Housing and winter stressors are also an explanation for the small but significant effect of season on PP values. However, 31% and 47% of visits were 11–13 months apart for routine visits 1 and 2 and routine visits 2 and 3, respectively, so that there was a tendency for the same herds to be sampled in the same season and so herd effect is interpreted as an apparent seasonal effect. Other explanations are that seasonal culling and replacement of cattle might influence herd prevalence of BHV-1 antibodies.
All the variables above became non-significant when the binary variable seroconversion (indicating whether seroconversion was observed in the herd) was introduced into the final model. This indicates that the model risk factors are those associated with virus circulation between cattle on the farm.
The use of different modelling approaches has been discussed elsewhere [28, 30] but not modelling different distributions of the same outcome. We compared these two outcomes because we wanted to investigate change in antibody level that was not necessarily occurring around the cut off. The associated risks were similar to those in Table 4 whether the data were modelled using a continuous or binary outcome, but the presence of grower cattle and purchased or homebred were not statistically significant in the binomial model, although the trends were in the same direction of risk. This suggests that these variables alter the antibody titre either always above or below the cut off and that this change was detectable in the continuous outcome model but not in the discrete model.
In the discrete model, we assumed that the serological measurement of seropositive/seronegative had perfect sensitivity and specificity. It is possible that bias could be introduced into the analysis if the sensitivity or specificity of the test varied with other variables, for example, with cattle age, or time since infection, however this has not been reported for BHV-1 antibody tests. The continuous outcome (PP) calculated from the ELISA will have had some random error (Figure 4), but avoided the need to categorise cattle as positive or negative to BHV-1 antibody, and avoided the possibility of misclassification due imperfect sensitivity and specificity, although would have retained a bias if serological measurement varied with other variables. However, the consistency between the discrete and continuous outcome models suggests that sensitivity and specificity do not alter with any of the explanatory variables in the model.

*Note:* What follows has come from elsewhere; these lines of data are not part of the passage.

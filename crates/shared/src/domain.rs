use std::{fmt, str::FromStr};

use serde::{Deserialize, Serialize};

/// Placeholder substituted for any missing display field.
pub const PLACEHOLDER: &str = "---";

#[derive(Debug, Clone, Copy, PartialEq, Eq, Serialize, Deserialize)]
#[serde(rename_all = "snake_case")]
pub enum SearchField {
    CapsuleId,
    CapsuleSerial,
}

impl SearchField {
    /// Key used verbatim in the upstream query string.
    pub fn as_query_key(&self) -> &'static str {
        match self {
            SearchField::CapsuleId => "capsule_id",
            SearchField::CapsuleSerial => "capsule_serial",
        }
    }
}

#[derive(Debug, Clone, Copy, PartialEq, Eq, Serialize, Deserialize)]
#[serde(rename_all = "snake_case")]
pub enum CapsuleStatus {
    Active,
    Unknown,
    Retired,
}

impl CapsuleStatus {
    pub fn as_query_value(&self) -> &'static str {
        match self {
            CapsuleStatus::Active => "active",
            CapsuleStatus::Unknown => "unknown",
            CapsuleStatus::Retired => "retired",
        }
    }
}

impl FromStr for CapsuleStatus {
    type Err = String;

    fn from_str(s: &str) -> Result<Self, Self::Err> {
        match s {
            "active" => Ok(CapsuleStatus::Active),
            "unknown" => Ok(CapsuleStatus::Unknown),
            "retired" => Ok(CapsuleStatus::Retired),
            other => Err(format!("unknown capsule status: {other}")),
        }
    }
}

/// Rows-per-page choices offered by the grid. `All` carries the upstream
/// `-1` sentinel, meaning "no limit" is left to the service.
#[derive(Debug, Clone, Copy, PartialEq, Eq, Default, Serialize, Deserialize)]
#[serde(rename_all = "snake_case")]
pub enum PageSize {
    Five,
    #[default]
    Ten,
    TwentyFive,
    All,
}

impl PageSize {
    pub fn limit(&self) -> i64 {
        match self {
            PageSize::Five => 5,
            PageSize::Ten => 10,
            PageSize::TwentyFive => 25,
            PageSize::All => -1,
        }
    }
}

impl FromStr for PageSize {
    type Err = String;

    fn from_str(s: &str) -> Result<Self, Self::Err> {
        match s {
            "5" => Ok(PageSize::Five),
            "10" => Ok(PageSize::Ten),
            "25" => Ok(PageSize::TwentyFive),
            "all" | "-1" => Ok(PageSize::All),
            other => Err(format!(
                "unsupported page size: {other} (use 5, 10, 25 or all)"
            )),
        }
    }
}

impl fmt::Display for PageSize {
    fn fmt(&self, f: &mut fmt::Formatter<'_>) -> fmt::Result {
        match self {
            PageSize::All => write!(f, "all"),
            other => write!(f, "{}", other.limit()),
        }
    }
}

/// Filter inputs as edited by the user. They only take effect on submit;
/// `search_text` is ignored at query-building time unless `search_field`
/// is set.
#[derive(Debug, Clone, Default, PartialEq, Eq)]
pub struct FilterState {
    pub search_field: Option<SearchField>,
    pub search_text: String,
    pub status: Option<CapsuleStatus>,
}

impl FilterState {
    pub fn is_empty(&self) -> bool {
        self.search_field.is_none() && self.search_text.is_empty() && self.status.is_none()
    }
}

/// One fully formatted table row. Every field is already display-ready:
/// missing source fields arrive as the placeholder.
#[derive(Debug, Clone, PartialEq, Eq)]
pub struct CapsuleRow {
    pub serial: String,
    pub status: String,
    pub launch_date: String,
    pub landings: String,
    pub kind: String,
    pub details: String,
    pub reuse_count: String,
}

/// Everything needed to render one page of the grid. Replaced wholesale
/// on every successful fetch.
#[derive(Debug, Clone, Default, PartialEq, Eq)]
pub struct GridResult {
    pub rows: Vec<CapsuleRow>,
    pub total_count: u64,
}
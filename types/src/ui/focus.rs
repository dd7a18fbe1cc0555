//! Keyboard focus over the page's controls.

/// A focusable control, in tab order.
///
/// Cards only exist while results are shown, so navigation takes the current
/// card count and skips the card range when it is empty.
#[derive(Debug, Clone, Copy, PartialEq, Eq, Default)]
pub enum FocusTarget {
    #[default]
    SkillInput,
    SearchButton,
    Card(usize),
    Email,
    Message,
    Submit,
}

impl FocusTarget {
    /// Next control in tab order, wrapping around.
    #[must_use]
    pub fn next(self, card_count: usize) -> Self {
        match self {
            Self::SkillInput => Self::SearchButton,
            Self::SearchButton if card_count > 0 => Self::Card(0),
            Self::SearchButton => Self::Email,
            Self::Card(index) if index + 1 < card_count => Self::Card(index + 1),
            Self::Card(_) => Self::Email,
            Self::Email => Self::Message,
            Self::Message => Self::Submit,
            Self::Submit => Self::SkillInput,
        }
    }

    /// Previous control in tab order, wrapping around.
    #[must_use]
    pub fn prev(self, card_count: usize) -> Self {
        match self {
            Self::SkillInput => Self::Submit,
            Self::SearchButton => Self::SkillInput,
            Self::Card(0) => Self::SearchButton,
            Self::Card(index) => Self::Card((index - 1).min(card_count.saturating_sub(1))),
            Self::Email if card_count > 0 => Self::Card(card_count - 1),
            Self::Email => Self::SearchButton,
            Self::Message => Self::Email,
            Self::Submit => Self::Message,
        }
    }

    /// Whether the control accepts typed text.
    #[must_use]
    pub fn is_text_field(self) -> bool {
        matches!(self, Self::SkillInput | Self::Email | Self::Message)
    }

    #[must_use]
    pub fn is_contact_field(self) -> bool {
        matches!(self, Self::Email | Self::Message | Self::Submit)
    }

    /// Clamp a card focus that no longer points at a rendered card.
    #[must_use]
    pub fn clamp_to(self, card_count: usize) -> Self {
        match self {
            Self::Card(_) if card_count == 0 => Self::SkillInput,
            Self::Card(index) if index >= card_count => Self::Card(card_count - 1),
            other => other,
        }
    }
}
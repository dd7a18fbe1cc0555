//! Pure domain services for SkillScout.
//!
//! Nothing in this crate touches the terminal, the clock, or the filesystem:
//! the resource catalog is compiled in, lookup is a normalized table query,
//! and validation is a pair of pure functions. The engine drives these from
//! user events.

mod catalog;
mod lookup;
mod validation;

pub use catalog::ResourceCatalog;
pub use lookup::{Lookup, resolve, resolve_detailed, resolve_in};
pub use validation::{ContactSubmission, validate_contact, validate_email, validate_submission};
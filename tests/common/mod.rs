//! Shared test utilities and fixtures
//!
//! Drives the app through the same event path the terminal uses.

#![allow(dead_code)]

use std::cell::RefCell;
use std::io;
use std::time::Duration;

use crossterm::event::{Event, KeyCode, KeyEvent, KeyModifiers};
use skillscout_engine::{App, AppOptions, OutboundLink, Timings};
use skillscout_tui::{LinkLauncher, apply_event};

pub const SEARCH_DELAY: Duration = Duration::from_millis(1500);
pub const SEND_DELAY: Duration = Duration::from_millis(2200);
pub const FAST_DELAY: Duration = Duration::from_millis(5);

/// Launcher that records URLs instead of opening a browser.
#[derive(Default)]
pub struct RecordingLauncher {
    pub opened: RefCell<Vec<String>>,
    pub fail: bool,
}

impl RecordingLauncher {
    pub fn failing() -> Self {
        Self {
            fail: true,
            ..Self::default()
        }
    }

    pub fn opened(&self) -> Vec<String> {
        self.opened.borrow().clone()
    }
}

impl LinkLauncher for RecordingLauncher {
    fn launch(&self, link: &OutboundLink) -> io::Result<()> {
        if self.fail {
            return Err(io::Error::other("no browser available"));
        }
        self.opened.borrow_mut().push(link.url.to_string());
        Ok(())
    }
}

pub fn app() -> App {
    App::new(AppOptions::default())
}

pub fn fast_app() -> App {
    App::new(AppOptions {
        timings: Timings {
            search_delay: FAST_DELAY,
            send_delay: FAST_DELAY,
        },
        ..AppOptions::default()
    })
}

pub fn press(app: &mut App, launcher: &RecordingLauncher, code: KeyCode) -> bool {
    apply_event(
        app,
        Event::Key(KeyEvent::new(code, KeyModifiers::NONE)),
        launcher,
    )
}

pub fn press_with(
    app: &mut App,
    launcher: &RecordingLauncher,
    code: KeyCode,
    modifiers: KeyModifiers,
) -> bool {
    apply_event(app, Event::Key(KeyEvent::new(code, modifiers)), launcher)
}

pub fn type_text(app: &mut App, launcher: &RecordingLauncher, text: &str) {
    for c in text.chars() {
        press(app, launcher, KeyCode::Char(c));
    }
}

pub fn paste(app: &mut App, launcher: &RecordingLauncher, text: &str) {
    apply_event(app, Event::Paste(text.to_string()), launcher);
}

/// Let the paused clock run past `delay`, then tick the app.
pub async fn settle(app: &mut App, delay: Duration) {
    tokio::time::sleep(delay + Duration::from_millis(1)).await;
    app.tick();
}
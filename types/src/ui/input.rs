//! Editable field contents.

use unicode_segmentation::UnicodeSegmentation;

/// Text of one form field plus a cursor measured in grapheme clusters.
#[derive(Debug, Default, Clone, PartialEq, Eq)]
pub struct DraftInput {
    text: String,
    cursor: usize,
}

impl DraftInput {
    #[must_use]
    pub fn new(text: impl Into<String>) -> Self {
        let mut draft = Self::default();
        draft.set_text(text);
        draft
    }

    #[must_use]
    pub fn text(&self) -> &str {
        &self.text
    }

    /// Cursor position in graphemes from the start of the text.
    #[must_use]
    pub fn cursor(&self) -> usize {
        self.cursor
    }

    #[must_use]
    pub fn is_empty(&self) -> bool {
        self.text.is_empty()
    }

    /// Replace the contents and park the cursor at the end.
    pub fn set_text(&mut self, text: impl Into<String>) {
        self.text = text.into();
        self.cursor = self.grapheme_count();
    }

    pub fn clear(&mut self) {
        self.text.clear();
        self.cursor = 0;
    }

    pub fn enter_char(&mut self, c: char) {
        let index = self.byte_index_at(self.cursor);
        self.text.insert(index, c);
        self.cursor = self.cursor_after_byte(index + c.len_utf8());
    }

    pub fn enter_text(&mut self, text: &str) {
        if text.is_empty() {
            return;
        }
        let index = self.byte_index_at(self.cursor);
        self.text.insert_str(index, text);
        self.cursor = self.cursor_after_byte(index + text.len());
    }

    /// Backspace.
    pub fn delete_char(&mut self) {
        if self.cursor == 0 {
            return;
        }
        let start = self.byte_index_at(self.cursor - 1);
        let end = self.byte_index_at(self.cursor);
        self.text.replace_range(start..end, "");
        self.cursor -= 1;
    }

    /// Delete.
    pub fn delete_char_forward(&mut self) {
        if self.cursor >= self.grapheme_count() {
            return;
        }
        let start = self.byte_index_at(self.cursor);
        let end = self.byte_index_at(self.cursor + 1);
        self.text.replace_range(start..end, "");
    }

    /// Ctrl+W: remove trailing whitespace, then the word before the cursor.
    pub fn delete_word_backwards(&mut self) {
        while self.cursor > 0 && self.grapheme_is_whitespace(self.cursor - 1) {
            self.delete_char();
        }
        while self.cursor > 0 && !self.grapheme_is_whitespace(self.cursor - 1) {
            self.delete_char();
        }
    }

    pub fn move_cursor_left(&mut self) {
        self.cursor = self.cursor.saturating_sub(1);
    }

    pub fn move_cursor_right(&mut self) {
        self.cursor = (self.cursor + 1).min(self.grapheme_count());
    }

    pub fn move_cursor_home(&mut self) {
        self.cursor = 0;
    }

    pub fn move_cursor_end(&mut self) {
        self.cursor = self.grapheme_count();
    }

    /// Text before the cursor, used by the renderer to place the terminal cursor.
    #[must_use]
    pub fn text_before_cursor(&self) -> &str {
        &self.text[..self.byte_index_at(self.cursor)]
    }

    #[must_use]
    pub fn grapheme_count(&self) -> usize {
        self.text.graphemes(true).count()
    }

    fn grapheme_is_whitespace(&self, index: usize) -> bool {
        self.text
            .graphemes(true)
            .nth(index)
            .is_some_and(|g| g.chars().all(char::is_whitespace))
    }

    /// Grapheme cursor just past the cluster holding the byte before `end`.
    /// Inserted marks can merge into their neighbours, so this is recounted
    /// rather than advanced.
    fn cursor_after_byte(&self, end: usize) -> usize {
        self.text
            .grapheme_indices(true)
            .take_while(|(i, _)| *i < end)
            .count()
    }

    fn byte_index_at(&self, grapheme_index: usize) -> usize {
        self.text
            .grapheme_indices(true)
            .nth(grapheme_index)
            .map_or(self.text.len(), |(i, _)| i)
    }
}

#[cfg(test)]
mod tests {
    use super::DraftInput;

    #[test]
    fn typing_appends_at_cursor() {
        let mut draft = DraftInput::default();
        for c in "rust".chars() {
            draft.enter_char(c);
        }
        assert_eq!(draft.text(), "rust");
        assert_eq!(draft.cursor(), 4);
    }

    #[test]
    fn insert_in_the_middle() {
        let mut draft = DraftInput::new("dta");
        draft.move_cursor_left();
        draft.move_cursor_left();
        draft.enter_char('a');
        assert_eq!(draft.text(), "data");
        assert_eq!(draft.cursor(), 2);
        assert_eq!(draft.text_before_cursor(), "da");
    }

    #[test]
    fn backspace_and_delete() {
        let mut draft = DraftInput::new("abc");
        draft.delete_char();
        assert_eq!(draft.text(), "ab");
        draft.move_cursor_home();
        draft.delete_char();
        assert_eq!(draft.text(), "ab");
        draft.delete_char_forward();
        assert_eq!(draft.text(), "b");
    }

    #[test]
    fn set_text_moves_cursor_to_end_by_grapheme() {
        let draft = DraftInput::new("hello 🦀 world");
        assert_eq!(draft.cursor(), 13);
    }

    #[test]
    fn delete_word_backwards_stops_at_whitespace() {
        let mut draft = DraftInput::new("machine learning  ");
        draft.delete_word_backwards();
        assert_eq!(draft.text(), "machine ");
    }

    #[test]
    fn paste_advances_cursor_past_inserted_text() {
        let mut draft = DraftInput::new("web");
        draft.enter_text(" development");
        assert_eq!(draft.text(), "web development");
        assert_eq!(draft.cursor(), draft.grapheme_count());
    }

    #[test]
    fn combining_mark_keeps_cursor_on_its_cluster() {
        let mut draft = DraftInput::new("ab");
        draft.move_cursor_left();
        draft.enter_char('\u{301}');
        assert_eq!(draft.text(), "a\u{301}b");
        assert_eq!(draft.cursor(), 1);
        assert_eq!(draft.text_before_cursor(), "a\u{301}");

        draft.enter_text("e\u{301}");
        assert_eq!(draft.cursor(), 2);
        assert_eq!(draft.text_before_cursor(), "a\u{301}e\u{301}");
    }

    #[test]
    fn clear_resets_cursor() {
        let mut draft = DraftInput::new("abc");
        draft.clear();
        assert!(draft.is_empty());
        assert_eq!(draft.cursor(), 0);
    }
}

The results of this study do not necessarily represent all cattle herds in England, because of the locality of the farms sampled and because the analysis was based primarily on the serological values for BHV-1 from adult cattle. Using only unvaccinated herds in the study may have reduced the extrapolation of the results, because these herds may have had different management practices from vaccinated herds, but there were only 7 herds that reportedly used vaccination and so analysis of these herds' managements was not possible. In addition, there might have been an overestimation of the infection derived seroprevalence because purchased cattle might have been sourced from a vaccinated herd and so had antibodies derived from vaccination: we do not know the vaccination status of source herds. The serological test used in the current study did not distinguish between vaccine derived and pathogen derived antibody so this was unavoidable. It is interesting that only 7 herds were vaccinated and that farmers reported little clinical disease from BHV-1, suggesting that this infection is not an obvious production constraint or clinical disorder in most herds.
Finally, in the current analysis we could not distinguish between BHV-1 sub-types, the epidemiology of individual types might be different and this might account for some of the unexplained heterogeneity. BHV-1 subtype 3 is now classified as a new species (bovine herpesvirus-5 or BHV-5) . It is probable that we were detecting antibodies to BHV-5 as well as BHV-1 because these viruses are antigenically related.